### EXERCISE DATA ###

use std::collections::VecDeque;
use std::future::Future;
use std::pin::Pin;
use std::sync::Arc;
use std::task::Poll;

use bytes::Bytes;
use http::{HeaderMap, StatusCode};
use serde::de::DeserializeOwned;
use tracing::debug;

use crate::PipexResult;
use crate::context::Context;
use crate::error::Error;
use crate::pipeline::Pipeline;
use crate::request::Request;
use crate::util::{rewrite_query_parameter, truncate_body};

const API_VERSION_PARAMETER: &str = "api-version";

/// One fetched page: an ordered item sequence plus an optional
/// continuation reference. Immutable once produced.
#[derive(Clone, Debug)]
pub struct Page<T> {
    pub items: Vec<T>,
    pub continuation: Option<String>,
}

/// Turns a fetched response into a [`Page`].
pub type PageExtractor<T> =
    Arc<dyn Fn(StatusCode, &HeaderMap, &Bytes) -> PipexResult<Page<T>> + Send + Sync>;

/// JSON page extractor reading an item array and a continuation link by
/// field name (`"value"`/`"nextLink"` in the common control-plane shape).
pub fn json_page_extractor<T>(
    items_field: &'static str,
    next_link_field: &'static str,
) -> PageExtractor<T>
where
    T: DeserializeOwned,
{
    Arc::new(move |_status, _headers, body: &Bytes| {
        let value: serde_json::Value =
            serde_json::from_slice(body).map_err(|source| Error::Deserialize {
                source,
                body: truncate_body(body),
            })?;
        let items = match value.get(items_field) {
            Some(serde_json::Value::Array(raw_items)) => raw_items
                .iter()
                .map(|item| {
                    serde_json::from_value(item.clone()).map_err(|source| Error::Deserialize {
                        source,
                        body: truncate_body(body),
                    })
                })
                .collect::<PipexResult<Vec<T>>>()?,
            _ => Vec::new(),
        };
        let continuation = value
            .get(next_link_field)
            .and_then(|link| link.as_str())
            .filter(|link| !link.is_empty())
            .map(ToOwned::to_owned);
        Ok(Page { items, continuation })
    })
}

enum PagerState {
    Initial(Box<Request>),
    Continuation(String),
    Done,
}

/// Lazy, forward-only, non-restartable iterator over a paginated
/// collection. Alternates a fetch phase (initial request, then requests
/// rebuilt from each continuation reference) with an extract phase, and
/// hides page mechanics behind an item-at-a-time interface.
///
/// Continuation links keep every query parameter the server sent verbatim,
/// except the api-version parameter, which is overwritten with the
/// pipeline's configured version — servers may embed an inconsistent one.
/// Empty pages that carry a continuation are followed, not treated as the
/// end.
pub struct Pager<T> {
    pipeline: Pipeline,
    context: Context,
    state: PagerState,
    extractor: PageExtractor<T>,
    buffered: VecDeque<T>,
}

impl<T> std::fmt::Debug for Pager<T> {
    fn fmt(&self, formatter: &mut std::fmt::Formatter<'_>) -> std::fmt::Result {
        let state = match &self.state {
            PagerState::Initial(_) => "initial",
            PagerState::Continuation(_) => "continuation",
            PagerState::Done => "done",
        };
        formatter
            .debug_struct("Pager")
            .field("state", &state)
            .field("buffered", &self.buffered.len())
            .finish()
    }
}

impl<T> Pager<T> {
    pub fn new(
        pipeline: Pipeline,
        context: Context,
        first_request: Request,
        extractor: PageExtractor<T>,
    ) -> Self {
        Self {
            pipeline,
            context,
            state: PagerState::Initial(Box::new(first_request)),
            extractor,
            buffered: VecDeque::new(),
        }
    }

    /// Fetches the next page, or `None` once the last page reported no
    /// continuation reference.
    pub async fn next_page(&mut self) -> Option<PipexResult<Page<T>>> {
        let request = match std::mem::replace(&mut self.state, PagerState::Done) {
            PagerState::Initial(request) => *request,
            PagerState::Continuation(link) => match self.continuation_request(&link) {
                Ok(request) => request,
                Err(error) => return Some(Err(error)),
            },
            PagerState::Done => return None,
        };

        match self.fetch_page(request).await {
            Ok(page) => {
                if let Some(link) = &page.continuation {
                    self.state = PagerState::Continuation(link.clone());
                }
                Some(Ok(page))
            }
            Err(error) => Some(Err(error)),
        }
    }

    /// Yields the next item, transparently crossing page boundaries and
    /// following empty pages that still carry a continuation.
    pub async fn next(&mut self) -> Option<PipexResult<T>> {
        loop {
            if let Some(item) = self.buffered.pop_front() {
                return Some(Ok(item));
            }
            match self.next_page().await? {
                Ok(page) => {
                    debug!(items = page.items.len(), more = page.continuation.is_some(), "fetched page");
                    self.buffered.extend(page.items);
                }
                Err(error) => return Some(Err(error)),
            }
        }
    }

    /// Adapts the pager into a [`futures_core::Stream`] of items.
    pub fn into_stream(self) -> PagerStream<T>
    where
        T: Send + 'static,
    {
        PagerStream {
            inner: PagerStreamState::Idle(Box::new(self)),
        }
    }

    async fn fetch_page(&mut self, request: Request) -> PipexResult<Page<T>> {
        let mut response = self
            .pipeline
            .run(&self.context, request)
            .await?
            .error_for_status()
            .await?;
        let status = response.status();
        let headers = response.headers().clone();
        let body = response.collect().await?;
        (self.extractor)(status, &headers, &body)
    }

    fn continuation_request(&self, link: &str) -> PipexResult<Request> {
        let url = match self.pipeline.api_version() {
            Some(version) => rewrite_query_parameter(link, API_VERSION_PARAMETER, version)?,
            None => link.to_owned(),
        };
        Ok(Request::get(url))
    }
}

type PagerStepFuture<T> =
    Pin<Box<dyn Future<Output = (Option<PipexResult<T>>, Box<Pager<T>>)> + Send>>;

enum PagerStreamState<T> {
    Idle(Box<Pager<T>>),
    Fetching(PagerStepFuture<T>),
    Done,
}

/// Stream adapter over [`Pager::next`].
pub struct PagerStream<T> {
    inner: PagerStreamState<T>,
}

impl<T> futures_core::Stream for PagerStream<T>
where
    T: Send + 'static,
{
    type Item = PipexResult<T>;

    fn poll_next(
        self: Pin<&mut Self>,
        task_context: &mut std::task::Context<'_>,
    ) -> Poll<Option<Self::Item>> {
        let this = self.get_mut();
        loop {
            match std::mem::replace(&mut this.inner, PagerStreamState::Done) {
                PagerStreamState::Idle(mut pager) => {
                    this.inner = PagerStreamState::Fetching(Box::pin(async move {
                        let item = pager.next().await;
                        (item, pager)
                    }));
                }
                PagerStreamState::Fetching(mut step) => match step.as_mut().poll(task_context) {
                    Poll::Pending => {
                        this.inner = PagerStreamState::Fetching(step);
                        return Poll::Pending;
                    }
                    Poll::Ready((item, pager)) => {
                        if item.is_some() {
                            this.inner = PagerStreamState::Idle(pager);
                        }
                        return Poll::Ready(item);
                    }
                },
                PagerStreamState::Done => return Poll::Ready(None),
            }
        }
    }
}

###

**TASK GOAL:**
Up to and including the line with "Immutable once produced.", print every line of the records from the start.

**SOLUTION:**
use std::collections::VecDeque;
use std::future::Future;
use std::pin::Pin;
use std::sync::Arc;
use std::task::Poll;

use bytes::Bytes;
use http::{HeaderMap, StatusCode};
use serde::de::DeserializeOwned;
use tracing::debug;

use crate::PipexResult;
use crate::context::Context;
use crate::error::Error;
use crate::pipeline::Pipeline;
use crate::request::Request;
use crate::util::{rewrite_query_parameter, truncate_body};

const API_VERSION_PARAMETER: &str = "api-version";

/// One fetched page: an ordered item sequence plus an optional
/// continuation reference. Immutable once produced.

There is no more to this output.